EXERCISE DETAILS:
Print the lines of the data, starting with the first, up to and including the line where "if &self.participant_a == user_id" appears.

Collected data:
---*---

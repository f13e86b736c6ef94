//! Two-party conversation types.

use serde::{Deserialize, Serialize};

use crate::id::{ConversationId, UserId};

/// A conversation between exactly two participants.
///
/// The server is expected to keep at most one conversation per unordered
/// participant pair, but nothing on the client enforces it.
#[derive(Debug, Clone, PartialEq, Eq, Serialize, Deserialize)]
#[serde(rename_all = "camelCase")]
pub struct Conversation {
    pub id: ConversationId,
    pub participant_a: UserId,
    pub participant_b: UserId,
}

impl Conversation {
    /// Whether this conversation is between `a` and `b`, in either order.
    pub fn is_between(&self, a: &UserId, b: &UserId) -> bool {
        (&self.participant_a == a && &self.participant_b == b)
            || (&self.participant_a == b && &self.participant_b == a)
    }

    /// The other participant, if `user_id` takes part in this conversation.
    pub fn counterpart_of(&self, user_id: &UserId) -> Option<&UserId> {
        if &self.participant_a == user_id {
            Some(&self.participant_b)
        } else if &self.participant_b == user_id {
            Some(&self.participant_a)
        } else {
            None
        }
    }
}

/// Request body for the conversation check and create endpoints.
#[derive(Debug, Clone, PartialEq, Eq, Serialize, Deserialize)]
#[serde(rename_all = "camelCase")]
pub struct ParticipantPair {
    pub sender_id: UserId,
    pub receiver_id: UserId,
}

---*---

SOLUTION BELOW:
repository f13e86b736c6ef94
//! Two-party conversation types.

use serde::{Deserialize, Serialize};

use crate::id::{ConversationId, UserId};

/// A conversation between exactly two participants.
///
/// The server is expected to keep at most one conversation per unordered
/// participant pair, but nothing on the client enforces it.
#[derive(Debug, Clone, PartialEq, Eq, Serialize, Deserialize)]
#[serde(rename_all = "camelCase")]
pub struct Conversation {
    pub id: ConversationId,
    pub participant_a: UserId,
    pub participant_b: UserId,
}

impl Conversation {
    /// Whether this conversation is between `a` and `b`, in either order.
    pub fn is_between(&self, a: &UserId, b: &UserId) -> bool {
        (&self.participant_a == a && &self.participant_b == b)
            || (&self.participant_a == b && &self.participant_b == a)
    }

    /// The other participant, if `user_id` takes part in this conversation.
    pub fn counterpart_of(&self, user_id: &UserId) -> Option<&UserId> {
        if &self.participant_a == user_id {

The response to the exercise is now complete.